Output the entries below exactly, from the first line to the line holding "whatever the count.", both included.

> [Given records]
════

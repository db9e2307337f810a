use crate::{foundation::config::MagnitudePolicy, vectors::record::MotionVectorRecord};

/// A record that survived reduction, with its displacement length.
#[derive(Clone, Debug, PartialEq)]
pub struct ReducedVector {
    /// The untouched input record.
    pub record: MotionVectorRecord,
    /// `hypot(motion_x, motion_y)`, used for ordering. Drawing recomputes it from `record`.
    pub magnitude: f64,
}

/// Reduce one frame's vectors with the default break points.
///
/// See [`reduce_with_policy`].
pub fn reduce<'a, I>(frame_data: I, max_vectors: usize) -> Vec<ReducedVector>
where
    I: IntoIterator<Item = &'a MotionVectorRecord>,
{
    reduce_with_policy(frame_data, max_vectors, &MagnitudePolicy::default())
}

/// Bound a frame's vector set for drawing.
///
/// Vectors not longer than `policy.significance_px` are discarded whatever the count.
/// If more than `max_vectors` remain, the longest `max_vectors` are kept, ties going to
/// the earlier row; that truncated result is ordered longest first. An untruncated
/// result keeps input order, so reducing a reduced set again changes nothing.
pub fn reduce_with_policy<'a, I>(
    frame_data: I,
    max_vectors: usize,
    policy: &MagnitudePolicy,
) -> Vec<ReducedVector>
where
    I: IntoIterator<Item = &'a MotionVectorRecord>,
{
    let mut significant: Vec<(&MotionVectorRecord, f64)> = frame_data
        .into_iter()
        .filter_map(|r| {
            let m = r.magnitude();
            policy.is_significant(m).then_some((r, m))
        })
        .collect();

    if significant.len() > max_vectors {
        // Stable sort: equal magnitudes keep row order.
        significant.sort_by(|a, b| b.1.total_cmp(&a.1));
        significant.truncate(max_vectors);
    }

    significant
        .into_iter()
        .map(|(r, magnitude)| ReducedVector {
            record: r.clone(),
            magnitude,
        })
        .collect()
}

#[cfg(test)]
#[path = "../tests/unit/reduce.rs"]
mod tests;
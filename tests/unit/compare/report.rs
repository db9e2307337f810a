use super::*;

#[test]
fn clean_report_renders_the_sentinel() {
    let r = ComparisonReport::new(FrameRange::new(10, 100).unwrap(), Vec::new());
    assert!(r.is_clean());
    assert_eq!(r.render(), "No differences found in frames 10 to 100.\n");
}

#[test]
fn discrepancies_render_one_per_line() {
    let r = ComparisonReport::new(
        FrameRange::new(1, 2).unwrap(),
        vec![
            Discrepancy::FieldDiffers {
                frame: 1,
                column: "dst_x".to_string(),
                left: "5".to_string(),
                right: "6".to_string(),
            },
            Discrepancy::MissingFrame { frame: 2 },
        ],
    );
    assert_eq!(
        r.render(),
        "Frame 1: 'dst_x' differs (method0=5, method7=6)\nFrame 2: missing in one of the files\n"
    );
}

#[test]
fn write_to_creates_parent_dirs() {
    let path = std::path::PathBuf::from("target")
        .join("unit_report")
        .join("nested")
        .join("out.txt");
    let _ = std::fs::remove_file(&path);
    let r = ComparisonReport::new(FrameRange::new(0, 0).unwrap(), Vec::new());
    r.write_to(&path).unwrap();
    assert_eq!(
        std::fs::read_to_string(&path).unwrap(),
        "No differences found in frames 0 to 0.\n"
    );
}
use super::*;

#[test]
fn frame_range_is_inclusive() {
    let r = FrameRange::new(10, 12).unwrap();
    assert_eq!(r.len_frames(), 3);
    assert_eq!(r.frames().collect::<Vec<_>>(), vec![10, 11, 12]);
}

#[test]
fn single_frame_range_is_valid() {
    let r = FrameRange::new(7, 7).unwrap();
    assert_eq!(r.len_frames(), 1);
}

#[test]
fn inverted_range_is_an_argument_error() {
    let err = FrameRange::new(5, 4).unwrap_err();
    assert!(matches!(err, MvError::Argument(_)));
    assert!(err.to_string().contains("start_frame (5) must be <= end_frame (4)"));
}

#[test]
fn canvas_rejects_zero_size() {
    assert!(Canvas::new(0, 10).is_err());
    assert_eq!(Canvas::new(4, 2).unwrap().rgba_len(), 32);
}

════

> [Response to this exercise]
repository db9e2307337f810a
use crate::{foundation::config::MagnitudePolicy, vectors::record::MotionVectorRecord};

/// A record that survived reduction, with its displacement length.
#[derive(Clone, Debug, PartialEq)]
pub struct ReducedVector {
    /// The untouched input record.
    pub record: MotionVectorRecord,
    /// `hypot(motion_x, motion_y)`, used for ordering. Drawing recomputes it from `record`.
    pub magnitude: f64,
}

/// Reduce one frame's vectors with the default break points.
///
/// See [`reduce_with_policy`].
pub fn reduce<'a, I>(frame_data: I, max_vectors: usize) -> Vec<ReducedVector>
where
    I: IntoIterator<Item = &'a MotionVectorRecord>,
{
    reduce_with_policy(frame_data, max_vectors, &MagnitudePolicy::default())
}

/// Bound a frame's vector set for drawing.
///
/// Vectors not longer than `policy.significance_px` are discarded whatever the count.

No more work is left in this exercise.